## AVAILABLE DATA
// The orchestrator. Drives the fetch-decode-execute loop and feeds every
// instruction's cycle cost forward to the peripherals, then lets the CPU
// look at the interrupt controller. Repeating that until the per-frame
// cycle budget is spent produces one 60 Hz video frame.
use super::cartridge::CartridgeError;
use super::cpu::Cpu;
use super::joypad::JoypadKey;
use super::mmunit::Mmunit;

pub const CLOCK_FREQUENCY: u32 = 4_194_304;
pub const FRAME_CYCLES: u32 = CLOCK_FREQUENCY / 60;

pub struct Motherboard {
    pub mmu: Mmunit,
    pub cpu: Cpu,
}

impl Motherboard {
    // Power up from a raw cartridge image, skipping the boot ROM: the CPU
    // and I/O registers start with the values the boot ROM would leave
    // behind and execution begins at 0x0100.
    pub fn power_up(rom: Vec<u8>) -> Result<Self, CartridgeError> {
        Ok(Self { mmu: Mmunit::power_up(rom)?, cpu: Cpu::power_up() })
    }

    // Power up with a 256 byte boot ROM overlaid at 0x0000; execution
    // begins at the reset vector with cleared registers.
    pub fn power_up_with_boot_rom(rom: Vec<u8>, boot_rom: [u8; 0x100]) -> Result<Self, CartridgeError> {
        Ok(Self {
            mmu: Mmunit::power_up_with_boot_rom(rom, boot_rom)?,
            cpu: Cpu::power_up_at_reset(),
        })
    }

    // Execute a single instruction, advance the timer and the PPU by its
    // cost and service any pending interrupt. Returns the T-states the
    // instruction consumed. Hosts single-step with this.
    pub fn step(&mut self) -> u32 {
        let cycles = self.cpu.next(&mut self.mmu);
        self.mmu.next(cycles);
        self.cpu.handle_interrupts(&mut self.mmu);
        cycles
    }

    // Run one frame's worth of machine time.
    pub fn next_frame(&mut self) {
        let mut spent = 0;
        while spent < FRAME_CYCLES {
            spent += self.step();
        }
    }

    // True once per completed frame; reading resets the flag. Hosts poll
    // this to know when to present the framebuffer.
    pub fn check_and_reset_frame(&mut self) -> bool {
        let r = self.mmu.ppu.frame_ready;
        self.mmu.ppu.frame_ready = false;
        r
    }

    // Row-major RGB8 pixels of the last completed frame.
    pub fn framebuffer(&self) -> &[u8] {
        self.mmu.ppu.framebuffer.as_bytes()
    }

    pub fn set_serial_sink(&mut self, sink: Box<dyn FnMut(u8)>) {
        self.mmu.serial.connect(sink);
    }

    pub fn keydown(&mut self, key: JoypadKey) {
        self.mmu.joypad.keydown(key);
    }

    pub fn keyup(&mut self, key: JoypadKey) {
        self.mmu.joypad.keyup(key);
    }

    pub fn title(&self) -> &str {
        self.mmu.cartridge.title()
    }
}
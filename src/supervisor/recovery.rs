//! Exit classification and the recovery policy.
//!
//! The server is expected to run until stopped, so every exit is a failure.
//! A kill that looks like the OS refusing to run the binary (sandbox/signing
//! SIGKILL, or "cannot execute") earns one remediation and one relaunch per
//! session. Anything else is retried after a fixed delay until the launch cap.

use std::path::Path;
use std::process::ExitStatus;
use std::time::Duration;

use tracing::{info, warn};

use super::state::LaunchAttempts;
use crate::error::{ServiceError, ServiceResult};

const SIGKILL: i32 = 9;
/// Shells report "killed by signal N" as 128 + N.
const SIGKILL_EXIT_CODE: i32 = 128 + SIGKILL;
const CANNOT_EXECUTE_EXIT_CODE: i32 = 126;

/// How a supervised process ended.
#[derive(Debug, Clone, Copy, PartialEq, Eq, Default)]
pub struct ExitOutcome {
    pub code: Option<i32>,
    pub signal: Option<i32>,
}

impl ExitOutcome {
    pub fn code(code: i32) -> Self {
        Self {
            code: Some(code),
            signal: None,
        }
    }

    pub fn signal(signal: i32) -> Self {
        Self {
            code: None,
            signal: Some(signal),
        }
    }
}

impl From<ExitStatus> for ExitOutcome {
    fn from(status: ExitStatus) -> Self {
        #[cfg(unix)]
        let signal = std::os::unix::process::ExitStatusExt::signal(&status);
        #[cfg(not(unix))]
        let signal = None;
        Self {
            code: status.code(),
            signal,
        }
    }
}

impl std::fmt::Display for ExitOutcome {
    fn fmt(&self, f: &mut std::fmt::Formatter<'_>) -> std::fmt::Result {
        match (self.code, self.signal) {
            (Some(code), _) => write!(f, "exit code {code}"),
            (None, Some(signal)) => write!(f, "signal {signal}"),
            (None, None) => f.write_str("unknown exit status"),
        }
    }
}

#[derive(Debug, Clone, Copy, PartialEq, Eq)]
pub enum ExitKind {
    /// Killed outright, typically by code-signing or sandbox enforcement.
    SigningKill,
    /// The binary could not be executed.
    Permission,
    Crash,
}

impl ExitKind {
    pub fn needs_remediation(&self) -> bool {
        matches!(self, Self::SigningKill | Self::Permission)
    }
}

pub fn classify_exit(outcome: &ExitOutcome) -> ExitKind {
    match (outcome.signal, outcome.code) {
        (Some(SIGKILL), _) | (_, Some(SIGKILL_EXIT_CODE)) => ExitKind::SigningKill,
        (_, Some(CANNOT_EXECUTE_EXIT_CODE)) => ExitKind::Permission,
        _ => ExitKind::Crash,
    }
}

/// Launch-time errors map onto the same recovery paths as process exits.
/// Returns `None` for errors no relaunch can fix.
pub fn classify_launch_error(err: &ServiceError) -> Option<ExitKind> {
    match err {
        ServiceError::PermissionDenied(_) => Some(ExitKind::Permission),
        ServiceError::LaunchFailed(_) | ServiceError::StartupTimeout(_) => Some(ExitKind::Crash),
        _ => None,
    }
}

#[derive(Debug, Clone, PartialEq)]
pub enum RecoveryAction {
    /// Fix permissions/signature, then relaunch once.
    Remediate,
    /// Relaunch after the delay.
    Retry { delay: Duration, attempt: u32 },
    /// Stop trying; the reason is shown to the user.
    GiveUp(String),
}

/// Decide what to do after a failure of `kind`, updating `attempts`.
pub fn plan_recovery(
    kind: ExitKind,
    attempts: &mut LaunchAttempts,
    restart_delay: Duration,
    cause: &str,
) -> RecoveryAction {
    if kind.needs_remediation() {
        if attempts.take_remediation() {
            return RecoveryAction::Remediate;
        }
        return RecoveryAction::GiveUp(format!(
            "{cause}; the server is still blocked after fixing its permissions and signature"
        ));
    }

    if attempts.record_failure() {
        return RecoveryAction::GiveUp(format!(
            "{cause}; gave up after {} launch attempts",
            attempts.max()
        ));
    }
    RecoveryAction::Retry {
        delay: restart_delay,
        attempt: attempts.failures() + 1,
    }
}

/// Make the server executable runnable again: mode bits, and on macOS the
/// quarantine attribute and an ad-hoc signature. Helper tool failures are
/// logged and otherwise ignored.
pub async fn remediate_executable(path: &Path) -> ServiceResult<()> {
    info!(path = %path.display(), "repairing server executable permissions");

    #[cfg(unix)]
    {
        use std::os::unix::fs::PermissionsExt;
        tokio::fs::set_permissions(path, std::fs::Permissions::from_mode(0o755))
            .await
            .map_err(|e| {
                ServiceError::PermissionDenied(format!(
                    "cannot change permissions of {}: {e}",
                    path.display()
                ))
            })?;
    }

    if cfg!(target_os = "macos") {
        let target = path.to_string_lossy().into_owned();
        run_helper("xattr", &["-dr", "com.apple.quarantine", &target]).await;
        run_helper("codesign", &["--force", "--deep", "--sign", "-", &target]).await;
    }
    Ok(())
}

async fn run_helper(program: &str, args: &[&str]) {
    match tokio::process::Command::new(program).args(args).output().await {
        Ok(out) if out.status.success() => {}
        Ok(out) => warn!(
            program,
            status = %out.status,
            stderr = %String::from_utf8_lossy(&out.stderr).trim(),
            "remediation helper failed"
        ),
        Err(e) => warn!(program, error = %e, "remediation helper could not run"),
    }
}

#[cfg(test)]
mod tests {
    use super::*;

    #[test]
    fn exit_classification() {
        assert_eq!(classify_exit(&ExitOutcome::signal(9)), ExitKind::SigningKill);
        assert_eq!(classify_exit(&ExitOutcome::code(137)), ExitKind::SigningKill);
        assert_eq!(classify_exit(&ExitOutcome::code(126)), ExitKind::Permission);
        assert_eq!(classify_exit(&ExitOutcome::code(1)), ExitKind::Crash);
        assert_eq!(classify_exit(&ExitOutcome::code(0)), ExitKind::Crash);
        assert_eq!(classify_exit(&ExitOutcome::signal(11)), ExitKind::Crash);
        assert_eq!(classify_exit(&ExitOutcome::default()), ExitKind::Crash);
    }

    #[test]
    fn signing_kill_remediates_once() {
        let mut attempts = LaunchAttempts::new(3);
        let delay = Duration::from_millis(10);
        assert_eq!(
            plan_recovery(ExitKind::SigningKill, &mut attempts, delay, "killed"),
            RecoveryAction::Remediate
        );
        assert!(matches!(
            plan_recovery(ExitKind::SigningKill, &mut attempts, delay, "killed"),
            RecoveryAction::GiveUp(_)
        ));
    }

    #[test]
    fn crashes_retry_until_cap() {
        let mut attempts = LaunchAttempts::new(3);
        let delay = Duration::from_millis(10);
        assert_eq!(
            plan_recovery(ExitKind::Crash, &mut attempts, delay, "crashed"),
            RecoveryAction::Retry { delay, attempt: 2 }
        );
        assert_eq!(
            plan_recovery(ExitKind::Crash, &mut attempts, delay, "crashed"),
            RecoveryAction::Retry { delay, attempt: 3 }
        );
        match plan_recovery(ExitKind::Crash, &mut attempts, delay, "crashed") {
            RecoveryAction::GiveUp(reason) => assert!(reason.contains("3 launch attempts")),
            other => panic!("expected GiveUp, got {other:?}"),
        }
    }

    #[test]
    fn launch_errors_map_to_recovery_paths() {
        assert_eq!(
            classify_launch_error(&ServiceError::PermissionDenied("x".into())),
            Some(ExitKind::Permission)
        );
        assert_eq!(
            classify_launch_error(&ServiceError::StartupTimeout(120)),
            Some(ExitKind::Crash)
        );
        assert_eq!(classify_launch_error(&ServiceError::PortConflict(11435)), None);
        assert_eq!(classify_launch_error(&ServiceError::NotInstalled), None);
    }

    #[cfg(unix)]
    #[tokio::test]
    async fn remediation_sets_executable_bits() {
        use std::os::unix::fs::PermissionsExt;

        let dir = tempfile::tempdir().unwrap();
        let path = dir.path().join("tether-server");
        std::fs::write(&path, "#!/bin/sh\n").unwrap();
        std::fs::set_permissions(&path, std::fs::Permissions::from_mode(0o644)).unwrap();

        remediate_executable(&path).await.unwrap();

        let mode = std::fs::metadata(&path).unwrap().permissions().mode();
        assert_eq!(mode & 0o777, 0o755);
    }
}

## AIM OF THE TASK
Write out exactly the lines from the start of the material through the line with "use super::cpu::Cpu;". No other output is expected.

## RESPONSE AREA
// The orchestrator. Drives the fetch-decode-execute loop and feeds every
// instruction's cycle cost forward to the peripherals, then lets the CPU
// look at the interrupt controller. Repeating that until the per-frame
// cycle budget is spent produces one 60 Hz video frame.
use super::cartridge::CartridgeError;
use super::cpu::Cpu;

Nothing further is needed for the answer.